Data Scientist, Deezer

Linkedin

Biographie

Pauline is a data scientist at Deezer. She works in the analytics team and is currently in charge of churn prediction and clustering projects.
She holds a master in mathematics and data science.

Conférence

10h - 10h20 / SALLE 2 - FROM JUPYTER NOTEBOOKS TO MACHINE LEARNING IN PRODUCTION

At Deezer, machine learning is at the heart of many aspects of the product. In the analytics team, we work on several tasks such as prediction and forecasting in order to provide meaningful insights for business and product teams. Through the discussions with these teams, we realised that for many projects, there was a real interest in productionalizing these models. This is what guided us to migrate our work from our exploratory Jupyter Notebooks to actual models in production with Scala Spark. For this purpose we have implemented processes from data architecture review to model implementation in Scala Spark. And to illustrate this, we will share with you our experience on churn prediction implementation and explain how data scientists and data engineers worked together for the success of this project.

Xavier Leaute

Software Engineer, Confluent

Conférence

Quickies - KAFKA STREAMS, PROFILING, FLAMEGRAPHS, OH MY!

Learn how we optimized one of the more complex Kafka Streams applications we run at Confluent today.

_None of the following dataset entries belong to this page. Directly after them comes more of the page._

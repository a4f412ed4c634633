use chrono::NaiveDateTime;
use common::misc::RequestStatus;
use serde::{Deserialize, Serialize};
use uuid::Uuid;

/// One redeemable seat of a payer subscription.
#[derive(Debug, Clone, PartialEq, sqlx::FromRow, Serialize, Deserialize)]
pub struct FamilyRequest {
    pub id: Uuid,
    pub code: String,
    pub master_user_id: Uuid,
    pub master_subscription_id: Uuid,
    pub slave_plan_id: Uuid,
    pub slave_subscription_id: Option<Uuid>,
    pub slave_user_id: Option<Uuid>,
    #[sqlx(try_from = "String")]
    pub status: RequestStatus,
    pub note: Option<String>,
    pub created_at: NaiveDateTime,
    pub updated_at: NaiveDateTime,
    pub opened_at: Option<NaiveDateTime>,
    pub accepted_at: Option<NaiveDateTime>,
    pub canceled_at: Option<NaiveDateTime>,
    pub expires_at: Option<NaiveDateTime>,
}

impl FamilyRequest {
    /// Still redeemable: never accepted, never canceled.
    pub fn is_unused(&self) -> bool {
        self.status == RequestStatus::Created && self.slave_user_id.is_none()
    }

    pub fn is_expired_at(&self, now: NaiveDateTime) -> bool {
        self.expires_at.is_some_and(|expires_at| expires_at <= now)
    }
}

In the process you will become familiar with how to analyze and profile applications using tools such async-profiler and Java Flight Recorder. In the context of stream processing, this means understanding runtime behavior both at the JVM level, as well as interaction with the native libraries we often heavily rely on. We will explain how to identify bottlenecks, not only in terms of cpu usage, but also understand where your code might be blocking unexpectedly. This talk will go deep down the rabbit hole, from the high-level application structure down to lower-level system calls and back out. Today you need to be able to analyze applications not only on bare-metal but also in a container-based world, so we will also talk about the intricacies of performing some of those operations in Docker-based deployment models.

Pauline Chavallard

Data Science Manager, Doctrine

Linkedin

Biographie

Après 3 années en école d'ingénieur, elle est aujourd'hui Data Scientist à Paris auprès de l'entreprise Doctrine.fr. Au quotidien, elle contribue à la compréhension de documents juridiques (décisions et commentaires de justice, textes législatifs) par des méthodes d'apprentissage automatique. Ses précédentes expériences lui ont permis d'acquérir une expertise en traitement de la donnée et en traitement du langage naturel.

Conférence

14h - 14h45 / SALLE 2 - STRUCTURING LEGAL DOCUMENTS WITH DEEP LEARNING

Nearly 4 million decisions are delivered each year by French courts. Our goal at Doctrine is to help lawyers get straight to the point, by revealing the structure of court decisions.is talk, we'll present how we tackle the challenging issue of revealing the table of contents of court decisions. We will present the multiple solutions we iteratively developed and will focus on our best model on PyTorch using attention mechanisms on top of a paragraph embeddings representation of text.

Thomas Franquelin

Staff Software Engineer, Contentsquare

Linkedin

Biographie

Thomas has worked for 10 years in companies big and small and in various industries as software engineer, tech lead and staff engineer. He has spent a good part of his career in London, where he developed an appreciation for pub crawls and tongue-in-cheek humour.

Conférence

10h30 - 10h50 / SALLE 2 - Confident Data Migration: Automatic regression testing

In the course of 3 years, ContentSquare changed its main data store twice! We first moved from Redshift to Elasticsearch, then to Clickhouse.
During this time, we had to deal with a vast increase in data volume, and support more and more features. How did we ensure that we didn’t break our application in the process?
We’ll talk about a simple way to achieve this by replaying production load to legacy and new systems at the same time, and studying statistical differences between the two in order to pinpoint regressions. We’ll see that this method also makes from a coarse-grained, but fairly realistic load testing.